In Trópos, each Klangnetze agent indipendently iterates through the database by recalling a different feedback configuration (a different database entry) every N seconds, with a pause (silence of S seconds) in between. N and S vary respectiverly between 80 and 120 seconds (N), and between 10 and 20 seconds (S). This creates a scattered polifony of sound processes that fade in and out over time, generating ever changing sound developments that blend with the soundscape that surrounds them.

The 97 entries were indeed chosen according to a loose “imitation” principle. I selected sound processes that could be confused for sounds that are commonly present in an outside environment (natural sounds, traffic noise, vents or other kinds of machinery).
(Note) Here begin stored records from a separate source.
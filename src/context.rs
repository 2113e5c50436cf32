//! context.rs — Per-game mutable context: current turn, detected colors,
//! and a bounded window of recent plays for the archetype heuristics.

use std::collections::{BTreeSet, VecDeque};

use serde::Serialize;

use crate::catalog::Color;
use crate::observe::ObservedCard;

/// Only the last N plays feed the play-pattern heuristics.
pub const PLAY_PATTERN_CAP: usize = 10;

/// Compact record kept in the pattern window.
#[derive(Debug, Clone, PartialEq, Serialize)]
pub struct PlayRecord {
    pub turn: u32,
    pub normalized_name: String,
}

/// Mutable per-game state owned by the session. `colors_detected` only grows
/// within a game; `reset` swaps in a fresh context with the next game number.
#[derive(Debug, Clone, Serialize)]
pub struct GameContext {
    pub turn: u32,
    pub colors_detected: BTreeSet<Color>,
    pub play_pattern: VecDeque<PlayRecord>,
    pub game_number: u32,
}

impl GameContext {
    pub fn new() -> Self {
        Self::with_game_number(1)
    }

    fn with_game_number(game_number: u32) -> Self {
        Self {
            turn: 1,
            colors_detected: BTreeSet::new(),
            play_pattern: VecDeque::with_capacity(PLAY_PATTERN_CAP),
            game_number,
        }
    }

    /// Fresh context for the next game of the match. Nothing carries over
    /// except the incremented game number.
    pub fn next_game(&self) -> Self {
        Self::with_game_number(self.game_number + 1)
    }

    /// Fold one observation into the context.
    pub fn record_play(&mut self, card: &ObservedCard) {
        if card.turn > self.turn {
            self.turn = card.turn;
        }
        self.colors_detected.extend(card.colors.iter().copied());
        if self.play_pattern.len() == PLAY_PATTERN_CAP {
            self.play_pattern.pop_front();
        }
        self.play_pattern.push_back(PlayRecord {
            turn: card.turn,
            normalized_name: card.normalized_name.clone(),
        });
    }

    /// Average turn across the pattern window; `None` when empty.
    pub fn average_play_turn(&self) -> Option<f32> {
        if self.play_pattern.is_empty() {
            return None;
        }
        let sum: u32 = self.play_pattern.iter().map(|p| p.turn).sum();
        Some(sum as f32 / self.play_pattern.len() as f32)
    }
}

impl Default for GameContext {
    fn default() -> Self {
        Self::new()
    }
}

#[cfg(test)]
mod tests {
    use super::*;
    use crate::observe::{CardEvent, ObservedCard};

    fn obs(name: &str, turn: u32) -> ObservedCard {
        ObservedCard::from_event(&CardEvent::named(name).on_turn(turn), 1)
    }

    #[test]
    fn colors_only_grow() {
        let mut ctx = GameContext::new();
        ctx.record_play(&obs("Forest", 1));
        ctx.record_play(&obs("Mountain", 2));
        ctx.record_play(&obs("Shock", 2));
        assert_eq!(ctx.colors_detected.len(), 2);
        assert!(ctx.colors_detected.contains(&Color::G));
        assert!(ctx.colors_detected.contains(&Color::R));
    }

    #[test]
    fn pattern_window_is_bounded() {
        let mut ctx = GameContext::new();
        for i in 0..15 {
            ctx.record_play(&obs("Shock", i + 1));
        }
        assert_eq!(ctx.play_pattern.len(), PLAY_PATTERN_CAP);
        // Oldest plays evicted first.
        assert_eq!(ctx.play_pattern.front().unwrap().turn, 6);
    }

    #[test]
    fn next_game_preserves_only_the_counter() {
        let mut ctx = GameContext::new();
        ctx.record_play(&obs("Island", 3));
        let next = ctx.next_game();
        assert_eq!(next.game_number, 2);
        assert_eq!(next.turn, 1);
        assert!(next.colors_detected.is_empty());
        assert!(next.play_pattern.is_empty());
    }

    #[test]
    fn average_turn() {
        let mut ctx = GameContext::new();
        assert!(ctx.average_play_turn().is_none());
        ctx.record_play(&obs("Shock", 1));
        ctx.record_play(&obs("Embercleave", 5));
        assert_eq!(ctx.average_play_turn(), Some(3.0));
    }
}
The intention behind this aesthetic decision is to make Trópos sonically blend, to a certain extent, with the acoustic space it inhabits.

[Iteration is in file task.scd]

Optimization

Due to the implementation of Strip, the SuperCollider server needs to run at a low block size. Despite the relative simplicity of Strip, the limited computing capabilities of the Raspberry Pi Zero didn’t allow to run it at a low block size. I therefore made an optimization patch that, before creating the matrix synth node, looks into the database entry for unused feedback channels (feedback coefficient == 0). It then automatically generates an optimized matrix node, that contains only the feedback channels which are actually in use. This reduced the number of Ugens and Strip could run at a low block size on the Pi Zero.

[The optimisation in the file play.scd]

Calibration

An important final step was then the in-situ calibration. For practical reasons, I decided to keep it simple and the only two parameters I would fine-tune on site were the level of the microphone input and that of the synthesis output. Due to the very different acoustic differences among the five installation sites, these parameters had a variability of +-9 dB.